Task to carry out →
Retrieve every line of the data holding the word "Relational".

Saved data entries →
//! AST pretty printer. One node per line, children indented below their parent.

use crate::ast::{Block, Expr, ExprKind, FunctionDecl, Item, Program, Stmt, StmtKind};
use crate::visitor::{walk_expr, walk_stmt, Visitor};
use ccc_source::Location;
use std::fmt;

const INDENT: &str = "  ";

#[derive(Debug, Default)]
pub struct AstPrinter {
    out: String,
    depth: usize,
}

impl AstPrinter {
    pub fn new() -> Self {
        Self::default()
    }

    #[must_use]
    pub fn into_string(self) -> String {
        self.out
    }

    fn line(&mut self, text: &str, loc: Location) {
        for _ in 0..self.depth {
            self.out.push_str(INDENT);
        }
        self.out.push_str(text);
        if loc != Location::default() {
            self.out.push_str(&format!(" {}", loc));
        }
        self.out.push('\n');
    }

    fn nested(&mut self, f: impl FnOnce(&mut Self)) {
        self.depth += 1;
        f(self);
        self.depth -= 1;
    }
}

fn signature(decl: &FunctionDecl) -> String {
    let params = decl
        .params
        .iter()
        .map(|param| format!("{} {}", param.ty, param.name))
        .collect::<Vec<_>>()
        .join(", ");
    format!("{} {}({})", decl.return_type, decl.name, params)
}

impl<'ast> Visitor<'ast> for AstPrinter {
    fn visit_item(&mut self, item: &'ast Item) {
        match item {
            Item::Declaration(decl) => {
                self.line(&format!("FunctionDecl {}", signature(decl)), decl.loc);
            }
            Item::Definition(def) => {
                self.line(&format!("FunctionDef {}", signature(&def.decl)), def.loc);
                self.nested(|this| this.visit_block(&def.body));
            }
        }
    }

    fn visit_block(&mut self, block: &'ast Block) {
        self.line("Block", block.loc);
        self.nested(|this| {
            for stmt in &block.stmts {
                this.visit_stmt(stmt);
            }
        });
    }

    fn visit_stmt(&mut self, stmt: &'ast Stmt) {
        let label = match &stmt.kind {
            StmtKind::Block(block) => {
                self.visit_block(block);
                return;
            }
            StmtKind::Declaration(decl) => format!("Declaration {} {}", decl.ty, decl.name),
            StmtKind::DeclAndAssign { decl, .. } => {
                format!("DeclAndAssign {} {}", decl.ty, decl.name)
            }
            StmtKind::Assignment { name, .. } => format!("Assignment {}", name),
            StmtKind::AugmentedAssignment { op, name, .. } => {
                format!("AugmentedAssignment {} {}", name, op)
            }
            StmtKind::If { .. } => "If".to_string(),
            StmtKind::For { .. } => "For".to_string(),
            StmtKind::While { .. } => "While".to_string(),
            StmtKind::Break => "Break".to_string(),
            StmtKind::Continue => "Continue".to_string(),
            StmtKind::Return(_) => "Return".to_string(),
            StmtKind::Expr(_) => "ExprStmt".to_string(),
        };
        self.line(&label, stmt.loc);
        self.nested(|this| walk_stmt(this, stmt));
    }

    fn visit_expr(&mut self, expr: &'ast Expr) {
        let mut label = match &expr.kind {
            ExprKind::Literal(literal) => format!("Literal {}", literal),
            ExprKind::Variable(name) => format!("Variable {}", name),
            ExprKind::Binary { op, .. } => format!("Binary {}", op),
            ExprKind::Logical { op, .. } => format!("Logical {}", op),
            ExprKind::Relational { op, .. } => format!("Relational {}", op),
            ExprKind::Unary { op, .. } => format!("Unary {}", op),
            ExprKind::Ternary { .. } => "Ternary".to_string(),
            ExprKind::Cast { target, .. } => format!("Cast {}", target),
            ExprKind::Call { callee, .. } => format!("Call {}", callee),
        };
        if let Some(ty) = expr.ty {
            label.push_str(&format!(" : {}", ty));
            if expr.is_constant {
                label.push_str(" const");
            }
        }
        self.line(&label, expr.loc);
        self.nested(|this| walk_expr(this, expr));
    }
}

/// Renders `program` as an indented tree.
pub fn print_program(program: &Program) -> String {
    let mut printer = AstPrinter::new();
    printer.visit_program(program);
    printer.into_string()
}

impl fmt::Display for Program {
    fn fmt(&self, f: &mut fmt::Formatter<'_>) -> fmt::Result {
        f.write_str(&print_program(self))
    }
}

#[cfg(test)]
mod tests {
    use super::*;
    use crate::ast::Literal;
    use crate::builder::*;
    use crate::types::TypeName::*;

    #[test]
    fn prints_tree() {
        let program = program(vec![
            proto(Void, "putint", vec![param(Int, "n")]),
            func(
                Int,
                "main",
                vec![param(Int, "a")],
                vec![
                    decl_assign(Int, "x", add(int(1), var("a"))).at(2, 5),
                    if_(lt(var("x"), int(3)), vec![ret(var("x"))]),
                    ret(int(0)),
                ],
            )
            .at(1, 1),
        ]);

        insta::assert_snapshot!(print_program(&program), @r###"
        FunctionDecl void putint(int n)
        FunctionDef int main(int a) (1, 1)
          Block
            DeclAndAssign int x (2, 5)
              Binary +
                Literal 1
                Variable a
            If
              Relational <
                Variable x
                Literal 3
              Block
                Return
                  Variable x
            Return
              Literal 0
        "###);
    }

    #[test]
    fn prints_annotations() {
        let program = program(vec![func(
            Int,
            "main",
            vec![],
            vec![ret(Expr::literal(Literal::Int(7), Location::new(1, 21)))],
        )]);

        insta::assert_snapshot!(program.to_string(), @r###"
        FunctionDef int main()
          Block
            Return
              Literal 7 : int const (1, 21)
        "###);
    }
}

Exercise answer →
            ExprKind::Relational { op, .. } => format!("Relational {}", op),
              Relational <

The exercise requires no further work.